Stored data =
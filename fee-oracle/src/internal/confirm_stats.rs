use std::fmt::Write as _;

use ndarray::{Array1, Array2};

use crate::internal::BucketGrid;

/// Decay applied to the confirmed statistics on every new block. Gives
/// roughly half weight to observations around 350 blocks old.
const DECAY: f64 = 0.998;

/// The two (fee bucket x confirmation slot) statistics tables, plus the
/// per-bucket totals the estimator divides by.
///
/// The confirmed table is cumulative across confirmation slots: the cell at
/// `(bucket, slot)` counts transactions in that fee bucket that confirmed
/// within `slot + 1` blocks, so a single cell answers a target-window query
/// without summing a range. It is decayed geometrically on every block.
///
/// The mempool table is pointwise: the cell at `(bucket, slot)` holds the
/// current mempool population of that fee bucket that has been waiting
/// `slot + 1` blocks. It is shifted up one slot per block and never decayed.
#[derive(Debug, Clone)]
pub(crate) struct ConfirmStats {
    pub(crate) grid: BucketGrid,
    pub(crate) confirmed: StatTable,
    pub(crate) mempool: StatTable,
    /// Per-bucket confirmed totals across all slots.
    pub(crate) confirm_count: Array1<f64>,
    pub(crate) confirm_fee_sum: Array1<f64>,
    decay: f64,
}

/// A pair of parallel (bucket x slot) accumulator planes.
#[derive(Debug, Clone)]
pub(crate) struct StatTable {
    pub(crate) tx_count: Array2<f64>,
    pub(crate) fee_sum: Array2<f64>,
}

impl StatTable {
    fn new(buckets: usize, slots: usize) -> Self {
        Self {
            tx_count: Array2::zeros((buckets, slots)),
            fee_sum: Array2::zeros((buckets, slots)),
        }
    }
}

impl ConfirmStats {
    pub fn new(grid: BucketGrid) -> Self {
        let buckets = grid.bucket_count();
        let slots = grid.max_confirms();
        Self {
            confirmed: StatTable::new(buckets, slots),
            mempool: StatTable::new(buckets, slots),
            confirm_count: Array1::zeros(buckets),
            confirm_fee_sum: Array1::zeros(buckets),
            decay: DECAY,
            grid,
        }
    }

    /// Records a brand new mempool transaction. It has been waiting for less
    /// than one full block, so it enters the first confirmation slot of its
    /// fee bucket.
    pub fn record_mempool_tx(&mut self, bucket: usize, rate: f64) {
        self.mempool.tx_count[[bucket, 0]] += 1.0;
        self.mempool.fee_sum[[bucket, 0]] += rate;
    }

    /// Removes from the mempool table a transaction that has spent
    /// `blocks_in_mempool` whole blocks in the pool. A transaction removed at
    /// the height it was added has still spent one partial block waiting, so
    /// the slot is derived from `blocks_in_mempool + 1`.
    ///
    /// # Panics
    ///
    /// Panics if the targeted cell count goes negative: the removal was never
    /// paired with a matching [`record_mempool_tx`](Self::record_mempool_tx).
    pub fn remove_mempool_tx(&mut self, blocks_in_mempool: i64, bucket: usize, rate: f64) {
        let slot = self.grid.confirm_slot(blocks_in_mempool + 1);
        self.mempool.tx_count[[bucket, slot]] -= 1.0;
        self.mempool.fee_sum[[bucket, slot]] -= rate;
        if self.mempool.tx_count[[bucket, slot]] < 0.0 {
            panic!(
                "mempool cell (bucket {bucket}, slot {slot}) went negative after {blocks_in_mempool} \
                 blocks in pool: transaction removed without a matching mempool record"
            );
        }
    }

    /// Moves a mined transaction into the confirmed statistics.
    ///
    /// The counts are raised for every slot from the one matching
    /// `blocks_to_confirm` through the last, keeping each cell a cumulative
    /// "confirmed within this many blocks" count. The per-bucket totals are
    /// raised exactly once.
    pub fn record_confirmed_tx(&mut self, blocks_to_confirm: i64, rate: f64) {
        let bucket = self.grid.lower_bucket(rate);
        let slot = self.grid.confirm_slot(blocks_to_confirm);
        for s in slot..self.grid.max_confirms() {
            self.confirmed.tx_count[[bucket, s]] += 1.0;
            self.confirmed.fee_sum[[bucket, s]] += rate;
        }
        self.confirm_count[bucket] += 1.0;
        self.confirm_fee_sum[bucket] += rate;
    }

    /// Advances the statistics by one block.
    ///
    /// The confirmed stats are decayed so that, over time, estimates rely on
    /// the most recent fee information. Every unconfirmed transaction now
    /// takes at least one additional block to confirm, so each fee bucket's
    /// mempool slots move up by one; the final slot represents all waits at
    /// or beyond the horizon and absorbs the second-to-last slot instead of
    /// being overwritten.
    pub fn advance_block(&mut self) {
        self.confirmed.tx_count *= self.decay;
        self.confirmed.fee_sum *= self.decay;
        self.confirm_count *= self.decay;
        self.confirm_fee_sum *= self.decay;

        let last = self.grid.max_confirms() - 1;
        for bucket in 0..self.grid.bucket_count() {
            self.mempool.tx_count[[bucket, last]] += self.mempool.tx_count[[bucket, last - 1]];
            self.mempool.fee_sum[[bucket, last]] += self.mempool.fee_sum[[bucket, last - 1]];
            for slot in (1..last).rev() {
                self.mempool.tx_count[[bucket, slot]] = self.mempool.tx_count[[bucket, slot - 1]];
                self.mempool.fee_sum[[bucket, slot]] = self.mempool.fee_sum[[bucket, slot - 1]];
            }
            // Slot 0 starts fresh for transactions arriving after this block.
            self.mempool.tx_count[[bucket, 0]] = 0.0;
            self.mempool.fee_sum[[bucket, 0]] = 0.0;
        }
    }

    /// Renders the confirmed table as text: one row per fee bucket (bound
    /// scaled to whole coins), one column per confirmation slot, each cell
    /// showing the average fee rate and the decayed transaction count.
    pub fn dump_buckets(&self) -> String {
        let slots = self.grid.max_confirms();
        let mut out = String::new();

        out.push_str("          |");
        for slot in 0..slots {
            if slot == slots - 1 {
                let _ = write!(out, "   {:>14}", "+Inf");
            } else {
                let _ = write!(out, "   {:>14}|", slot + 1);
            }
        }
        out.push('\n');

        for bucket in 0..self.grid.bucket_count() {
            let _ = write!(out, "{:10.8}", self.grid.bound(bucket) / 1e8);
            for slot in 0..slots {
                let count = self.confirmed.tx_count[[bucket, slot]];
                let avg = if count > 0.0 {
                    self.confirmed.fee_sum[[bucket, slot]] / count / 1e8
                } else {
                    0.0
                };
                let _ = write!(out, "| {:.8} {:5.0}", avg, count);
            }
            out.push('\n');
        }

        out
    }
}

THE TASK =
The data above needs to be retyped in full, exactly as given.

WRITTEN RESPONSE =
filename fee-oracle/src/internal/confirm_stats.rs
use std::fmt::Write as _;

use ndarray::{Array1, Array2};

use crate::internal::BucketGrid;

/// Decay applied to the confirmed statistics on every new block. Gives
/// roughly half weight to observations around 350 blocks old.
const DECAY: f64 = 0.998;

/// The two (fee bucket x confirmation slot) statistics tables, plus the
/// per-bucket totals the estimator divides by.
///
/// The confirmed table is cumulative across confirmation slots: the cell at
/// `(bucket, slot)` counts transactions in that fee bucket that confirmed
/// within `slot + 1` blocks, so a single cell answers a target-window query
/// without summing a range. It is decayed geometrically on every block.
///
/// The mempool table is pointwise: the cell at `(bucket, slot)` holds the
/// current mempool population of that fee bucket that has been waiting
/// `slot + 1` blocks. It is shifted up one slot per block and never decayed.
#[derive(Debug, Clone)]
pub(crate) struct ConfirmStats {
    pub(crate) grid: BucketGrid,
    pub(crate) confirmed: StatTable,
    pub(crate) mempool: StatTable,
    /// Per-bucket confirmed totals across all slots.
    pub(crate) confirm_count: Array1<f64>,
    pub(crate) confirm_fee_sum: Array1<f64>,
    decay: f64,
}

/// A pair of parallel (bucket x slot) accumulator planes.
#[derive(Debug, Clone)]
pub(crate) struct StatTable {
    pub(crate) tx_count: Array2<f64>,
    pub(crate) fee_sum: Array2<f64>,
}

impl StatTable {
    fn new(buckets: usize, slots: usize) -> Self {
        Self {
            tx_count: Array2::zeros((buckets, slots)),
            fee_sum: Array2::zeros((buckets, slots)),
        }
    }
}

impl ConfirmStats {
    pub fn new(grid: BucketGrid) -> Self {
        let buckets = grid.bucket_count();
        let slots = grid.max_confirms();
        Self {
            confirmed: StatTable::new(buckets, slots),
            mempool: StatTable::new(buckets, slots),
            confirm_count: Array1::zeros(buckets),
            confirm_fee_sum: Array1::zeros(buckets),
            decay: DECAY,
            grid,
        }
    }

    /// Records a brand new mempool transaction. It has been waiting for less
    /// than one full block, so it enters the first confirmation slot of its
    /// fee bucket.
    pub fn record_mempool_tx(&mut self, bucket: usize, rate: f64) {
        self.mempool.tx_count[[bucket, 0]] += 1.0;
        self.mempool.fee_sum[[bucket, 0]] += rate;
    }

    /// Removes from the mempool table a transaction that has spent
    /// `blocks_in_mempool` whole blocks in the pool. A transaction removed at
    /// the height it was added has still spent one partial block waiting, so
    /// the slot is derived from `blocks_in_mempool + 1`.
    ///
    /// # Panics
    ///
    /// Panics if the targeted cell count goes negative: the removal was never
    /// paired with a matching [`record_mempool_tx`](Self::record_mempool_tx).
    pub fn remove_mempool_tx(&mut self, blocks_in_mempool: i64, bucket: usize, rate: f64) {
        let slot = self.grid.confirm_slot(blocks_in_mempool + 1);
        self.mempool.tx_count[[bucket, slot]] -= 1.0;
        self.mempool.fee_sum[[bucket, slot]] -= rate;
        if self.mempool.tx_count[[bucket, slot]] < 0.0 {
            panic!(
                "mempool cell (bucket {bucket}, slot {slot}) went negative after {blocks_in_mempool} \
                 blocks in pool: transaction removed without a matching mempool record"
            );
        }
    }

    /// Moves a mined transaction into the confirmed statistics.
    ///
    /// The counts are raised for every slot from the one matching
    /// `blocks_to_confirm` through the last, keeping each cell a cumulative
    /// "confirmed within this many blocks" count. The per-bucket totals are
    /// raised exactly once.
    pub fn record_confirmed_tx(&mut self, blocks_to_confirm: i64, rate: f64) {
        let bucket = self.grid.lower_bucket(rate);
        let slot = self.grid.confirm_slot(blocks_to_confirm);
        for s in slot..self.grid.max_confirms() {
            self.confirmed.tx_count[[bucket, s]] += 1.0;
            self.confirmed.fee_sum[[bucket, s]] += rate;
        }
        self.confirm_count[bucket] += 1.0;
        self.confirm_fee_sum[bucket] += rate;
    }

    /// Advances the statistics by one block.
    ///
    /// The confirmed stats are decayed so that, over time, estimates rely on
    /// the most recent fee information. Every unconfirmed transaction now
    /// takes at least one additional block to confirm, so each fee bucket's
    /// mempool slots move up by one; the final slot represents all waits at
    /// or beyond the horizon and absorbs the second-to-last slot instead of
    /// being overwritten.
    pub fn advance_block(&mut self) {
        self.confirmed.tx_count *= self.decay;
        self.confirmed.fee_sum *= self.decay;
        self.confirm_count *= self.decay;
        self.confirm_fee_sum *= self.decay;

        let last = self.grid.max_confirms() - 1;
        for bucket in 0..self.grid.bucket_count() {
            self.mempool.tx_count[[bucket, last]] += self.mempool.tx_count[[bucket, last - 1]];
            self.mempool.fee_sum[[bucket, last]] += self.mempool.fee_sum[[bucket, last - 1]];
            for slot in (1..last).rev() {
                self.mempool.tx_count[[bucket, slot]] = self.mempool.tx_count[[bucket, slot - 1]];
                self.mempool.fee_sum[[bucket, slot]] = self.mempool.fee_sum[[bucket, slot - 1]];
            }
            // Slot 0 starts fresh for transactions arriving after this block.
            self.mempool.tx_count[[bucket, 0]] = 0.0;
            self.mempool.fee_sum[[bucket, 0]] = 0.0;
        }
    }

    /// Renders the confirmed table as text: one row per fee bucket (bound
    /// scaled to whole coins), one column per confirmation slot, each cell
    /// showing the average fee rate and the decayed transaction count.
    pub fn dump_buckets(&self) -> String {
        let slots = self.grid.max_confirms();
        let mut out = String::new();

        out.push_str("          |");
        for slot in 0..slots {
            if slot == slots - 1 {
                let _ = write!(out, "   {:>14}", "+Inf");
            } else {
                let _ = write!(out, "   {:>14}|", slot + 1);
            }
        }
        out.push('\n');

        for bucket in 0..self.grid.bucket_count() {
            let _ = write!(out, "{:10.8}", self.grid.bound(bucket) / 1e8);
            for slot in 0..slots {
                let count = self.confirmed.tx_count[[bucket, slot]];
                let avg = if count > 0.0 {
                    self.confirmed.fee_sum[[bucket, slot]] / count / 1e8
                } else {
                    0.0
                };
                let _ = write!(out, "| {:.8} {:5.0}", avg, count);
            }
            out.push('\n');
        }

        out
    }
}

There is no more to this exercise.